We all have that story. One was someone I work with telling my his laptop was interminably slow and unusable and wondering what he could do to fix it. First question: "How often do you restart it?" Him: "What do you mean?" Me: "You know, turn it off and back on, or just select restart." Him: "Oh, I've never done that ?" Me: "Hm. How long have you had it?" Him: "Four years."

Four years without a reboot. The next week when I saw him and asked him if restarting it helped: "Yes! It's running like new again!"

My analogy for this is simple: Do you clean your house? Yes. Do you do it intentionally? Like, you know, set out to do it? Or does it just 'happen' passively without you doing anything at all? (Paying someone else to do it not withstanding.) Most people actively, intentionally clean. But you know what they don't do? Actively, intentionally get it dirty. Getting dirty is a passive action of living; of just existing and functioning. It's the same for your computer. Using it causes clutter that a reboot will clean up. But you have to do the reboot intentionally.

2 comments

> It's not unusual to see uptime numbers in the 300s or longer for some people.

Do you mean 300 days? Which consumer OS allows you to skip any reboot for that long?

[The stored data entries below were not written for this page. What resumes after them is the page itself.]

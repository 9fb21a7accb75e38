//! Fixed-cadence combat resolution.
//!
//! One call to [`run_combat_tick`] is one complete exchange: the respawn
//! sweep, the player's swing at the active target, and the counter-attack.
//! The call takes `&mut Session` for its whole duration, so no frame or
//! other tick can observe a half-resolved exchange.

use rand::{Rng, SeedableRng};
use rand_chacha::ChaCha8Rng;

use crate::components::Timestamp;
use crate::lifecycle;
use crate::math::Fixed;
use crate::progression::{max_hit_for_level, Skill};
use crate::session::Session;
use crate::simulation::{HitEvent, TickEvents};

/// Source of combat randomness.
///
/// Implementations must be deterministic for a given construction so that
/// runs can be replayed.
pub trait Dice {
    /// Damage roll, uniform over `0..=max_hit`. Zero is a miss.
    fn roll_damage(&mut self, max_hit: u32) -> u32;

    /// Whether an enemy counter-attack with the given hit chance lands.
    fn counter_attack_lands(&mut self, chance: Fixed) -> bool;
}

/// Seeded production dice backed by ChaCha8.
#[derive(Debug, Clone)]
pub struct SeededDice {
    rng: ChaCha8Rng,
}

impl SeededDice {
    /// Dice producing the same sequence for the same seed.
    #[must_use]
    pub fn new(seed: u64) -> Self {
        Self {
            rng: ChaCha8Rng::seed_from_u64(seed),
        }
    }
}

impl Dice for SeededDice {
    fn roll_damage(&mut self, max_hit: u32) -> u32 {
        self.rng.random_range(0..=max_hit)
    }

    fn counter_attack_lands(&mut self, chance: Fixed) -> bool {
        // An I32F32 in [0, 1] has exactly 2^32 fractional steps, so comparing
        // a uniform u32 against the raw bits is an exact Bernoulli trial.
        let threshold = chance.to_bits().clamp(0, 1_i64 << 32);
        i64::from(self.rng.random::<u32>()) < threshold
    }
}

/// Resolve one combat tick at time `now`.
///
/// 1. Respawn sweep, which runs even while the player is dying.
/// 2. Skip the rest while the player is dying.
/// 3. Re-resolve the target; clear it if missing or dead.
/// 4. Out of melee range: no damage either way.
/// 5. Roll `0..=max_hit` from the melee level and apply it, awarding melee
///    and hitpoints XP for damage dealt.
/// 6. A kill ends the tick with no counter-attack.
/// 7. Otherwise the enemy counter-attacks; reaching 0 HP kills the player.
pub fn run_combat_tick<D: Dice + ?Sized>(session: &mut Session, dice: &mut D, now: Timestamp) -> TickEvents {
    let mut events = TickEvents {
        enemy_respawns: lifecycle::respawn_sweep(session, now),
        ..TickEvents::default()
    };

    if session.player.is_dying() {
        return events;
    }

    let Some(target_id) = session.resolve_target() else {
        return events;
    };

    let player_position = session.player.position;
    let melee_level = session.player.stats.level(Skill::Melee);
    let max_hit = max_hit_for_level(melee_level);
    let melee_range = session.config.melee_range;

    let Some(enemy) = session.enemies.get_mut(&target_id) else {
        return events;
    };
    if !player_position.is_within(enemy.position, melee_range) {
        return events;
    }

    let damage = dice.roll_damage(max_hit).min(max_hit);
    enemy.apply_damage(damage);
    let slain = enemy.current_hp == 0;
    let enemy_hp = enemy.current_hp;
    events.hits.push(HitEvent {
        target: target_id,
        damage,
    });

    if damage > 0 {
        let dealt = Fixed::from_num(damage);
        let xp = &session.config.xp;
        let melee_xp = dealt.saturating_mul(xp.melee_per_damage);
        let hitpoints_xp = dealt.saturating_mul(xp.hitpoints_per_damage);
        session.player.stats.award_xp(Skill::Melee, melee_xp);
        session.player.stats.award_xp(Skill::Hitpoints, hitpoints_xp);
    }

    tracing::debug!(now, target = target_id, damage, max_hit, enemy_hp, "Player swing");

    if slain {
        lifecycle::kill_enemy(session, target_id, now);
        events.kills.push(target_id);
        return events;
    }

    if dice.counter_attack_lands(session.config.counter_hit_chance) {
        let taken = session.player.stats.apply_damage(session.config.counter_hit_damage);
        events.damage_taken = taken;
        tracing::debug!(now, target = target_id, taken, hp = session.player.stats.current_hp(), "Counter-attack");

        if session.player.stats.is_depleted() {
            events.player_died = lifecycle::kill_player(session, now);
        }
    }

    events
}
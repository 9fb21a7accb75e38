//! # VoxelScape Test Utilities
//!
//! Shared testing utilities for all crates:
//! - Scripted dice and world fixtures
//! - Determinism test harness
//! - Property-based testing strategies

#![forbid(unsafe_code)]
#![warn(missing_docs)]

pub mod determinism;
pub mod fixtures;

pub use fixtures::ScriptedDice;

/// Re-export proptest for convenience.
pub use proptest;
//! # VoxelScape Core
//!
//! Deterministic simulation engine for the VoxelScape skilling sandbox.
//!
//! This crate contains **only** simulation logic:
//! - No rendering
//! - No IO (beyond loading a config file on request)
//! - No unseeded randomness
//! - No floating-point math in the simulation (uses fixed-point)
//!
//! The rendering, HUD and flavor-text layers consume the state exposed here
//! (positions, hit points, stage enums) and feed player commands back in.
//!
//! ## Crate Structure
//!
//! - [`progression`] - Experience to level and max-hit arithmetic
//! - [`farming`] - Farming patch state machine
//! - [`lifecycle`] - Player and enemy death/respawn sequencing
//! - [`combat`] - Fixed-cadence combat scheduler
//! - [`movement`] - Click-to-move and attack-intent targeting
//! - [`session`] - The owned simulation aggregate and command API
//! - [`simulation`] - Clock-driven driver running frames and ticks in order
//! - [`components`] - Player and enemy records
//! - [`messages`] - Tagged text events and the bounded message log
//! - [`examine`] - Flavor-text requests and fallbacks
//! - [`config`] - Tunables loaded from RON
//! - [`math`] - Fixed-point math utilities

#![forbid(unsafe_code)]
#![warn(missing_docs)]
#![warn(clippy::all, clippy::pedantic)]

pub mod combat;
pub mod components;
pub mod config;
pub mod error;
pub mod examine;
pub mod farming;
pub mod lifecycle;
pub mod math;
pub mod messages;
pub mod movement;
pub mod progression;
pub mod session;
pub mod simulation;

/// Re-export commonly used types
pub mod prelude {
    pub use crate::combat::{Dice, SeededDice};
    pub use crate::components::{Enemy, EnemyId, EnemyPhase, Player, PlayerState, PlayerStats};
    pub use crate::config::SimConfig;
    pub use crate::error::{GameError, Result};
    pub use crate::examine::{ExamineError, ExamineRequest};
    pub use crate::farming::{FarmingPatch, FarmingStage, PatchId};
    pub use crate::math::{Fixed, Vec2Fixed};
    pub use crate::messages::{GameMessage, MessageKind, MessageLog};
    pub use crate::progression::{level_for_xp, max_hit_for_level, Skill, SkillLevels};
    pub use crate::session::{CommandOutcome, RejectReason, Session};
    pub use crate::simulation::{Simulation, TickEvents};
}
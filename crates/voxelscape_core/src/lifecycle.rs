//! Player and enemy death/respawn sequencing.
//!
//! Player: `ALIVE -> DYING -> ALIVE` with the respawn deadline held in
//! [`PlayerState::Dying`]. Enemies: `ALIVE -> DYING -> RESPAWNING -> ALIVE`,
//! where DYING lasts zero time because the kill transition schedules the
//! respawn in the same call. All deadlines are absolute simulation times;
//! nothing here fires on its own.

use crate::components::{EnemyId, PlayerState, Timestamp};
use crate::messages::MessageKind;
use crate::progression::Skill;
use crate::session::Session;

/// Put the player into the death sequence.
///
/// Clears the combat target and the walk destination and emits the danger
/// message. Returns `false` if the player was already dying.
pub fn kill_player(session: &mut Session, now: Timestamp) -> bool {
    if session.player.is_dying() {
        return false;
    }

    let respawn_at = now.saturating_add(session.config.player_death_delay_ms);
    session.player.state = PlayerState::Dying { respawn_at };
    session.player.destination = None;
    session.active_target = None;
    session.emit("Oh dear, you are dead!", MessageKind::Danger);

    tracing::info!(now, respawn_at, "Player died");
    true
}

/// Finish the death sequence once its deadline has passed.
///
/// Restores full hit points and sends the player home. Returns whether the
/// player respawned.
pub fn update_player(session: &mut Session, now: Timestamp) -> bool {
    let PlayerState::Dying { respawn_at } = session.player.state else {
        return false;
    };
    if now < respawn_at {
        return false;
    }

    let player = &mut session.player;
    player.stats.restore_full();
    player.position = session.config.home;
    player.destination = None;
    player.facing = None;
    player.state = PlayerState::Alive;
    session.emit("You have respawned at home.", MessageKind::Info);

    tracing::info!(now, hp = session.player.stats.current_hp(), "Player respawned");
    true
}

/// Kill an enemy and schedule its respawn.
///
/// Detaches it as the combat target, awards the kill bonus and emits the
/// kill message. Returns `false` for an unknown or already dead enemy.
pub fn kill_enemy(session: &mut Session, id: EnemyId, now: Timestamp) -> bool {
    let delay = session.config.enemy_respawn_delay_ms;
    let Some(enemy) = session.enemies.get_mut(&id) else {
        return false;
    };
    if enemy.is_dead {
        return false;
    }

    enemy.current_hp = 0;
    enemy.is_dead = true;
    enemy.respawn_at = Some(now.saturating_add(delay));
    let text = format!("You defeated the {}!", enemy.name);

    if session.active_target == Some(id) {
        session.active_target = None;
    }
    let bonus = session.config.xp.kill_bonus;
    session.player.stats.award_xp(Skill::Melee, bonus);
    session.emit(text, MessageKind::Action);

    tracing::info!(enemy = id, now, respawn_at = now.saturating_add(delay), "Enemy killed");
    true
}

/// Revive every dead enemy whose respawn deadline has passed.
///
/// Returns the revived ids in id order.
pub fn respawn_sweep(session: &mut Session, now: Timestamp) -> Vec<EnemyId> {
    let delay = session.config.enemy_respawn_delay_ms;
    let mut revived = Vec::new();

    for enemy in session.enemies.values_mut().filter(|e| e.is_dead) {
        match enemy.respawn_at {
            Some(at) if now >= at => {
                enemy.current_hp = enemy.max_hp;
                enemy.is_dead = false;
                enemy.respawn_at = None;
                revived.push(enemy.id);
                tracing::info!(enemy = enemy.id, now, "Enemy respawned");
            }
            Some(_) => {}
            None => {
                tracing::warn!(enemy = enemy.id, "Dead enemy had no respawn deadline; scheduling one");
                enemy.respawn_at = Some(now.saturating_add(delay));
            }
        }
    }

    revived
}
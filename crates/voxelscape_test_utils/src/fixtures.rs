//! Test fixtures and helpers.
//!
//! Pre-built worlds and dice with known outcomes for consistent testing.

use std::collections::VecDeque;

use fixed::types::I32F32;
use voxelscape_core::combat::Dice;
use voxelscape_core::config::SimConfig;
use voxelscape_core::math::Vec2Fixed;
use voxelscape_core::session::Session;
use voxelscape_core::simulation::Simulation;

/// Create a fixed-point number from an integer.
#[must_use]
pub fn fixed(n: i32) -> I32F32 {
    I32F32::from_num(n)
}

/// Create a fixed-point number from a float (for tests only).
///
/// Note: In real simulation code, never use floats.
/// This is only for convenient test setup.
#[must_use]
pub fn fixed_f(n: f64) -> I32F32 {
    I32F32::from_num(n)
}

/// Dice replaying queued results.
///
/// Once a queue runs dry the matching default is used: a miss and no
/// counter-hit unless configured otherwise. Damage is always capped at the
/// requested maximum.
#[derive(Debug, Clone, Default)]
pub struct ScriptedDice {
    damage: VecDeque<u32>,
    counters: VecDeque<bool>,
    default_damage: u32,
    default_counter: bool,
    damage_rolls: usize,
    counter_rolls: usize,
}

impl ScriptedDice {
    /// Dice that always miss and never counter.
    #[must_use]
    pub fn new() -> Self {
        Self::default()
    }

    /// Dice that always roll `damage` (capped at max hit) and never counter.
    #[must_use]
    pub fn always_hit(damage: u32) -> Self {
        Self {
            default_damage: damage,
            ..Self::default()
        }
    }

    /// Queue damage rolls.
    #[must_use]
    pub fn with_damage<I: IntoIterator<Item = u32>>(mut self, rolls: I) -> Self {
        self.damage.extend(rolls);
        self
    }

    /// Queue counter-attack outcomes.
    #[must_use]
    pub fn with_counters<I: IntoIterator<Item = bool>>(mut self, outcomes: I) -> Self {
        self.counters.extend(outcomes);
        self
    }

    /// Outcome of counter-attacks once the queue is empty.
    #[must_use]
    pub fn counters_by_default(mut self, lands: bool) -> Self {
        self.default_counter = lands;
        self
    }

    /// Damage rolls requested so far.
    #[must_use]
    pub fn damage_rolls(&self) -> usize {
        self.damage_rolls
    }

    /// Counter-attack rolls requested so far.
    #[must_use]
    pub fn counter_rolls(&self) -> usize {
        self.counter_rolls
    }
}

impl Dice for ScriptedDice {
    fn roll_damage(&mut self, max_hit: u32) -> u32 {
        self.damage_rolls += 1;
        self.damage.pop_front().unwrap_or(self.default_damage).min(max_hit)
    }

    fn counter_attack_lands(&mut self, _chance: I32F32) -> bool {
        self.counter_rolls += 1;
        self.counters.pop_front().unwrap_or(self.default_counter)
    }
}

/// A fresh session with the default world.
///
/// # Panics
///
/// Panics if the default config is invalid.
#[must_use]
pub fn default_session() -> Session {
    Session::new(SimConfig::default()).expect("default config is valid")
}

/// A simulation over the default world driven by `dice`.
///
/// # Panics
///
/// Panics if the default config is invalid.
#[must_use]
pub fn simulation_with<D: Dice>(dice: D) -> Simulation<D> {
    Simulation::new(SimConfig::default(), dice).expect("default config is valid")
}

/// A simulation with the player already in melee range of goblin 1 at
/// (5, -5) and engaged with it.
///
/// # Panics
///
/// Panics if the default config is invalid.
#[must_use]
pub fn engaged_simulation<D: Dice>(dice: D) -> Simulation<D> {
    let mut sim = simulation_with(dice);
    let session = sim.session_mut();
    session.player_mut().position = Vec2Fixed::from_ints(5, -4);
    session.issue_attack(1);
    session.drain_messages();
    sim
}

/// A simulation with the player standing next to patch 1 at (5, 5).
///
/// # Panics
///
/// Panics if the default config is invalid.
#[must_use]
pub fn simulation_at_patch<D: Dice>(dice: D) -> Simulation<D> {
    let mut sim = simulation_with(dice);
    sim.session_mut().player_mut().position = Vec2Fixed::from_ints(5, 6);
    sim
}

#[cfg(test)]
mod tests {
    use super::*;

    #[test]
    fn test_scripted_dice_replays_then_defaults() {
        let mut dice = ScriptedDice::always_hit(1)
            .with_damage([3, 0])
            .with_counters([true]);

        assert_eq!(dice.roll_damage(5), 3);
        assert_eq!(dice.roll_damage(5), 0);
        assert_eq!(dice.roll_damage(5), 1);
        assert!(dice.counter_attack_lands(fixed(0)));
        assert!(!dice.counter_attack_lands(fixed(1)));
        assert_eq!(dice.damage_rolls(), 3);
        assert_eq!(dice.counter_rolls(), 2);
    }

    #[test]
    fn test_counter_default_applies_after_queue() {
        let mut dice = ScriptedDice::new().with_counters([false]).counters_by_default(true);
        assert!(!dice.counter_attack_lands(fixed(1)));
        assert!(dice.counter_attack_lands(fixed(0)));
        assert!(dice.counter_attack_lands(fixed(0)));
        assert_eq!(dice.roll_damage(3), 0);
    }

    #[test]
    fn test_default_session_matches_default_simulation() {
        let session = default_session();
        let sim = simulation_with(ScriptedDice::new());
        assert_eq!(session.enemies().count(), sim.session().enemies().count());
        assert_eq!(session.patches().count(), 1);
        assert_eq!(session.player().position, Vec2Fixed::ZERO);
    }

    #[test]
    fn test_scripted_damage_is_capped() {
        let mut dice = ScriptedDice::new().with_damage([9]);
        assert_eq!(dice.roll_damage(2), 2);
    }

    #[test]
    fn test_engaged_fixture_is_in_range() {
        let sim = engaged_simulation(ScriptedDice::new());
        let session = sim.session();
        let goblin = session.enemy(1).unwrap();
        assert_eq!(session.active_target(), Some(1));
        assert!(session.player().position.is_within(goblin.position, fixed_f(1.8)));
    }
}
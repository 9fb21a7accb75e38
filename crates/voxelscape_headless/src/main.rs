//! Headless VoxelScape session runner.
//!
//! This binary drives the simulation without graphics, controlled via JSON on
//! stdin/stdout. Designed for scripted play, CI testing and benchmarking.
//!
//! # Usage
//!
//! ```bash
//! # Interactive mode - read commands from stdin, clock moves on `advance`
//! cargo run -p voxelscape_headless
//!
//! # Follow wall time with a custom config
//! cargo run -p voxelscape_headless -- run --config session.ron --realtime
//!
//! # Verify determinism
//! cargo run -p voxelscape_headless -- verify --seed 12345 --runs 5 --ticks 1000
//!
//! # Benchmark combat ticks
//! cargo run -p voxelscape_headless -- benchmark --ticks 100000
//! ```
//!
//! # Protocol
//!
//! Input (stdin): JSON commands, one per line
//! Output (stdout): JSON responses, one per line
//! Logs (stderr): Debug information
//!
//! See the protocol module for command/response format.

use std::path::PathBuf;

use clap::{Parser, Subcommand};
use tracing_subscriber::{layer::SubscriberExt, util::SubscriberInitExt, EnvFilter};

use voxelscape_core::config::SimConfig;
use voxelscape_headless::runner::{self, RunOptions};
use voxelscape_headless::scripted;

#[derive(Parser)]
#[command(name = "voxelscape_headless")]
#[command(about = "Headless VoxelScape session runner for scripted play and CI")]
#[command(version)]
struct Cli {
    /// Enable verbose logging to stderr
    #[arg(short, long, global = true)]
    verbose: bool,

    #[command(subcommand)]
    command: Option<Commands>,
}

#[derive(Subcommand)]
enum Commands {
    /// Run an interactive session on stdin/stdout
    Run {
        /// RON config file
        #[arg(short, long)]
        config: Option<PathBuf>,

        /// Dice seed
        #[arg(long, default_value = "0")]
        seed: u64,

        /// Follow wall time instead of waiting for `advance`
        #[arg(long)]
        realtime: bool,
    },

    /// Verify determinism by running same seed multiple times
    Verify {
        /// RON config file
        #[arg(short, long)]
        config: Option<PathBuf>,

        /// Seed to verify
        #[arg(long, default_value = "12345")]
        seed: u64,

        /// Number of verification runs
        #[arg(short, long, default_value = "5")]
        runs: u32,

        /// Combat ticks to run after the script
        #[arg(short, long, default_value = "1000")]
        ticks: u64,
    },

    /// Run N combat ticks for benchmarking
    Benchmark {
        /// Number of ticks to run
        #[arg(short, long, default_value = "36000")]
        ticks: u64,

        /// Dice seed
        #[arg(long, default_value = "0")]
        seed: u64,
    },
}

fn main() {
    let cli = Cli::parse();

    // Initialize logging to stderr (stdout is for protocol)
    let default_level = if cli.verbose { "debug" } else { "info" };
    let filter = EnvFilter::try_from_default_env().unwrap_or_else(|_| EnvFilter::new(default_level));

    tracing_subscriber::registry()
        .with(
            tracing_subscriber::fmt::layer()
                .with_writer(std::io::stderr)
                .with_ansi(true),
        )
        .with(filter)
        .init();

    match cli.command {
        Some(Commands::Run {
            config,
            seed,
            realtime,
        }) => {
            cmd_run(config, seed, realtime);
        }
        Some(Commands::Verify {
            config,
            seed,
            runs,
            ticks,
        }) => {
            cmd_verify(config, seed, runs, ticks);
        }
        Some(Commands::Benchmark { ticks, seed }) => {
            cmd_benchmark(ticks, seed);
        }
        None => {
            // Default: interactive mode
            cmd_run(None, 0, false);
        }
    }
}

fn load_config(path: Option<PathBuf>) -> SimConfig {
    let Some(path) = path else {
        return SimConfig::default();
    };
    match SimConfig::load(&path) {
        Ok(config) => config,
        Err(e) => {
            eprintln!("Failed to load config: {e}");
            std::process::exit(1);
        }
    }
}

/// Run an interactive session
fn cmd_run(config: Option<PathBuf>, seed: u64, realtime: bool) {
    tracing::info!(seed, realtime, "Starting interactive session");

    let options = match RunOptions::load(config.as_deref(), seed, realtime) {
        Ok(options) => options,
        Err(e) => {
            eprintln!("Failed to load config: {e}");
            std::process::exit(1);
        }
    };

    if let Err(e) = runner::run(options) {
        eprintln!("FATAL: {e}");
        std::process::exit(1);
    }
}

/// Verify determinism
fn cmd_verify(config: Option<PathBuf>, seed: u64, runs: u32, ticks: u64) {
    tracing::info!("Verifying determinism with seed {} ({} runs, {} ticks)", seed, runs, ticks);

    let config = load_config(config);
    let report = match scripted::verify(&config, seed, runs, ticks) {
        Ok(report) => report,
        Err(e) => {
            eprintln!("Failed to run verification: {e}");
            std::process::exit(1);
        }
    };

    if report.is_deterministic() {
        eprintln!("PASS: All {runs} runs produced identical results");
        if let Some(hash) = report.hashes.first() {
            eprintln!("  State hash: {hash:016x}");
        }
    } else {
        eprintln!("FAIL: Non-determinism detected!");
        if let Some(run) = report.first_divergence() {
            eprintln!("  First divergent run: {run}");
        }
        for (run, hash) in report.hashes.iter().enumerate() {
            eprintln!("  Run {run}: {hash:016x}");
        }
        std::process::exit(1);
    }
}

/// Run N ticks for benchmarking
fn cmd_benchmark(ticks: u64, seed: u64) {
    tracing::info!("Running {} tick benchmark", ticks);
    eprintln!("Running {ticks} ticks...");

    let report = match scripted::benchmark(&SimConfig::default(), seed, ticks) {
        Ok(report) => report,
        Err(e) => {
            eprintln!("Failed to start benchmark: {e}");
            std::process::exit(1);
        }
    };

    let secs = report.elapsed.as_secs_f64();
    eprintln!("\n{}", "=".repeat(50));
    eprintln!("BENCHMARK RESULTS");
    eprintln!("{}", "=".repeat(50));
    eprintln!("Ticks: {}", report.ticks);
    eprintln!("Duration: {secs:.3}s");
    eprintln!("Ticks/second: {:.1}", report.ticks_per_second());
    if report.ticks > 0 {
        eprintln!("ms/tick: {:.4}", secs * 1_000.0 / report.ticks as f64);
    }
    eprintln!("Kills: {}", report.kills);
    eprintln!("Deaths: {}", report.deaths);
    eprintln!("State hash: {:016x}", report.final_hash);
}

In practice IIRC macOS and Windows basically force you to do it regularly, with users frequently complaining about this (although they got better at saving and restoring state I think?). Some Linux distributions also ask you to reboot into an updated kernel once it's available, for security reasons.

So I'm a bit surprised that a user would end up with such a long uptime without doing it on purpose.

More recently with Windows 10? Far fewer. But just back with Windows 7 it was easy to let your computer run close to forever. I would host game servers on my personal computer and it would run for weeks to months without a reboot. I would usually only reboot because I would install new software that required one.
Just hours ago I solved an issue of totally incorrect traffic forwarding (which should had go according to the routing table) by rebooting.

Just my 2 anecdatacents.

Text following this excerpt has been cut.